| EXERCISE PROMPT |
Reproduce all of the data exactly.

-----

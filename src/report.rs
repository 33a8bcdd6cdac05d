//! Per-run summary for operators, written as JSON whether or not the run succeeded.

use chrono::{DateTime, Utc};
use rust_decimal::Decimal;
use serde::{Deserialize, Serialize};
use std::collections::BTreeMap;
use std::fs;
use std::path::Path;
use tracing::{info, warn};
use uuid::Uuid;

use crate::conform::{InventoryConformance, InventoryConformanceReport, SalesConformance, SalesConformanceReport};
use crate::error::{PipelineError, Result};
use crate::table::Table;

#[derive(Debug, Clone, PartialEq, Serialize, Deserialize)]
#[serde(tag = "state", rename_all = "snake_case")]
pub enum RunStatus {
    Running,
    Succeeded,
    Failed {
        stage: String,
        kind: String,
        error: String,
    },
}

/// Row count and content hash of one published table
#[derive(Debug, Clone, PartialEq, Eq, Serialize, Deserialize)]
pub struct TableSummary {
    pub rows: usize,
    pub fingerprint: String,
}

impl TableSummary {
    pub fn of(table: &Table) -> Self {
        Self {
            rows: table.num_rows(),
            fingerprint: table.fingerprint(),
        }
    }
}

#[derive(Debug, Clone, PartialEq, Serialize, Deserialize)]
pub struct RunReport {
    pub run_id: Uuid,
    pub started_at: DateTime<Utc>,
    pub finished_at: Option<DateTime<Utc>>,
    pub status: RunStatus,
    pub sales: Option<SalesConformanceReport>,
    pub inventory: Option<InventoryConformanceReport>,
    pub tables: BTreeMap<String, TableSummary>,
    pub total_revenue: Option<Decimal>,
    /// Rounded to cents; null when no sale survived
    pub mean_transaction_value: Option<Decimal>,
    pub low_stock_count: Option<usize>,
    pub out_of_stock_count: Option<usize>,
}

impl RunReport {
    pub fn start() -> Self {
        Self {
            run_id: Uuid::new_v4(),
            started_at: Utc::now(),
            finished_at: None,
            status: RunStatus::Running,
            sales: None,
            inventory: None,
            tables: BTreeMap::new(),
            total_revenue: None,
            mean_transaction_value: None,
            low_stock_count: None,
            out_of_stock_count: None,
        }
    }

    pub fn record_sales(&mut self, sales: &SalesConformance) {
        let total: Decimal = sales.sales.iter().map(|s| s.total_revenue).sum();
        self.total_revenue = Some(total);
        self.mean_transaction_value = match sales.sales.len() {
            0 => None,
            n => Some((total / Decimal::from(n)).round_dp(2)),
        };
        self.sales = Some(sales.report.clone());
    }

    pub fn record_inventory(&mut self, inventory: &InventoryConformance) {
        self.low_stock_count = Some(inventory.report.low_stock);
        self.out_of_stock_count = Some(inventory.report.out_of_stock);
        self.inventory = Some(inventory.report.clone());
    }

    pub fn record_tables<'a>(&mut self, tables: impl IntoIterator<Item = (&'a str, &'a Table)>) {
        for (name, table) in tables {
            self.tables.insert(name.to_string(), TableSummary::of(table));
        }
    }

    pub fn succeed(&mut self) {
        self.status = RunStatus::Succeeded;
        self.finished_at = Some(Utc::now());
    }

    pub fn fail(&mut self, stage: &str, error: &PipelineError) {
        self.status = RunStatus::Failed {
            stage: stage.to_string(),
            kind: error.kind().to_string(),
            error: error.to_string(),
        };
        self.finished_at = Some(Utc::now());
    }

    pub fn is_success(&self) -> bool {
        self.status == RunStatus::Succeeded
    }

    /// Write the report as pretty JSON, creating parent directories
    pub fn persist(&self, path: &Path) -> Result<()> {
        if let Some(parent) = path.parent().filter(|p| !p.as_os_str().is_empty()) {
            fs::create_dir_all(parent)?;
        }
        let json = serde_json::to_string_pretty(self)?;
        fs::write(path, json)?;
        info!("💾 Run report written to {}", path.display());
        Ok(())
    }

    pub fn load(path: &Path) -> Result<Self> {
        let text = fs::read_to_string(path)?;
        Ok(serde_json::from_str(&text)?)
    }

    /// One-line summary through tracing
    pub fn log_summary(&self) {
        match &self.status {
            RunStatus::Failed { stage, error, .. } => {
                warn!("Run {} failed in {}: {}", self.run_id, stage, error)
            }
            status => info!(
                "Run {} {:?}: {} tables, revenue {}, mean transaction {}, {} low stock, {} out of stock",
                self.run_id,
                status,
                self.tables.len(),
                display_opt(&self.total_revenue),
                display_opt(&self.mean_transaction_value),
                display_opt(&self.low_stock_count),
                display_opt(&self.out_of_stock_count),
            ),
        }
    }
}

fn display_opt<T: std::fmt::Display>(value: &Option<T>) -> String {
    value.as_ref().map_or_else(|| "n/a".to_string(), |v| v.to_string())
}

-----

| ANSWER AREA |
filename src/report.rs
repository 33a8bcdd6cdac05d
//! Per-run summary for operators, written as JSON whether or not the run succeeded.

use chrono::{DateTime, Utc};
use rust_decimal::Decimal;
use serde::{Deserialize, Serialize};
use std::collections::BTreeMap;
use std::fs;
use std::path::Path;
use tracing::{info, warn};
use uuid::Uuid;

use crate::conform::{InventoryConformance, InventoryConformanceReport, SalesConformance, SalesConformanceReport};
use crate::error::{PipelineError, Result};
use crate::table::Table;

#[derive(Debug, Clone, PartialEq, Serialize, Deserialize)]
#[serde(tag = "state", rename_all = "snake_case")]
pub enum RunStatus {
    Running,
    Succeeded,
    Failed {
        stage: String,
        kind: String,
        error: String,
    },
}

/// Row count and content hash of one published table
#[derive(Debug, Clone, PartialEq, Eq, Serialize, Deserialize)]
pub struct TableSummary {
    pub rows: usize,
    pub fingerprint: String,
}

impl TableSummary {
    pub fn of(table: &Table) -> Self {
        Self {
            rows: table.num_rows(),
            fingerprint: table.fingerprint(),
        }
    }
}

#[derive(Debug, Clone, PartialEq, Serialize, Deserialize)]
pub struct RunReport {
    pub run_id: Uuid,
    pub started_at: DateTime<Utc>,
    pub finished_at: Option<DateTime<Utc>>,
    pub status: RunStatus,
    pub sales: Option<SalesConformanceReport>,
    pub inventory: Option<InventoryConformanceReport>,
    pub tables: BTreeMap<String, TableSummary>,
    pub total_revenue: Option<Decimal>,
    /// Rounded to cents; null when no sale survived
    pub mean_transaction_value: Option<Decimal>,
    pub low_stock_count: Option<usize>,
    pub out_of_stock_count: Option<usize>,
}

impl RunReport {
    pub fn start() -> Self {
        Self {
            run_id: Uuid::new_v4(),
            started_at: Utc::now(),
            finished_at: None,
            status: RunStatus::Running,
            sales: None,
            inventory: None,
            tables: BTreeMap::new(),
            total_revenue: None,
            mean_transaction_value: None,
            low_stock_count: None,
            out_of_stock_count: None,
        }
    }

    pub fn record_sales(&mut self, sales: &SalesConformance) {
        let total: Decimal = sales.sales.iter().map(|s| s.total_revenue).sum();
        self.total_revenue = Some(total);
        self.mean_transaction_value = match sales.sales.len() {
            0 => None,
            n => Some((total / Decimal::from(n)).round_dp(2)),
        };
        self.sales = Some(sales.report.clone());
    }

    pub fn record_inventory(&mut self, inventory: &InventoryConformance) {
        self.low_stock_count = Some(inventory.report.low_stock);
        self.out_of_stock_count = Some(inventory.report.out_of_stock);
        self.inventory = Some(inventory.report.clone());
    }

    pub fn record_tables<'a>(&mut self, tables: impl IntoIterator<Item = (&'a str, &'a Table)>) {
        for (name, table) in tables {
            self.tables.insert(name.to_string(), TableSummary::of(table));
        }
    }

    pub fn succeed(&mut self) {
        self.status = RunStatus::Succeeded;
        self.finished_at = Some(Utc::now());
    }

    pub fn fail(&mut self, stage: &str, error: &PipelineError) {
        self.status = RunStatus::Failed {
            stage: stage.to_string(),
            kind: error.kind().to_string(),
            error: error.to_string(),
        };
        self.finished_at = Some(Utc::now());
    }

    pub fn is_success(&self) -> bool {
        self.status == RunStatus::Succeeded
    }

    /// Write the report as pretty JSON, creating parent directories
    pub fn persist(&self, path: &Path) -> Result<()> {
        if let Some(parent) = path.parent().filter(|p| !p.as_os_str().is_empty()) {
            fs::create_dir_all(parent)?;
        }
        let json = serde_json::to_string_pretty(self)?;
        fs::write(path, json)?;
        info!("💾 Run report written to {}", path.display());
        Ok(())
    }

    pub fn load(path: &Path) -> Result<Self> {
        let text = fs::read_to_string(path)?;
        Ok(serde_json::from_str(&text)?)
    }

    /// One-line summary through tracing
    pub fn log_summary(&self) {
        match &self.status {
            RunStatus::Failed { stage, error, .. } => {
                warn!("Run {} failed in {}: {}", self.run_id, stage, error)
            }
            status => info!(
                "Run {} {:?}: {} tables, revenue {}, mean transaction {}, {} low stock, {} out of stock",
                self.run_id,
                status,
                self.tables.len(),
                display_opt(&self.total_revenue),
                display_opt(&self.mean_transaction_value),
                display_opt(&self.low_stock_count),
                display_opt(&self.out_of_stock_count),
            ),
        }
    }
}

fn display_opt<T: std::fmt::Display>(value: &Option<T>) -> String {
    value.as_ref().map_or_else(|| "n/a".to_string(), |v| v.to_string())
}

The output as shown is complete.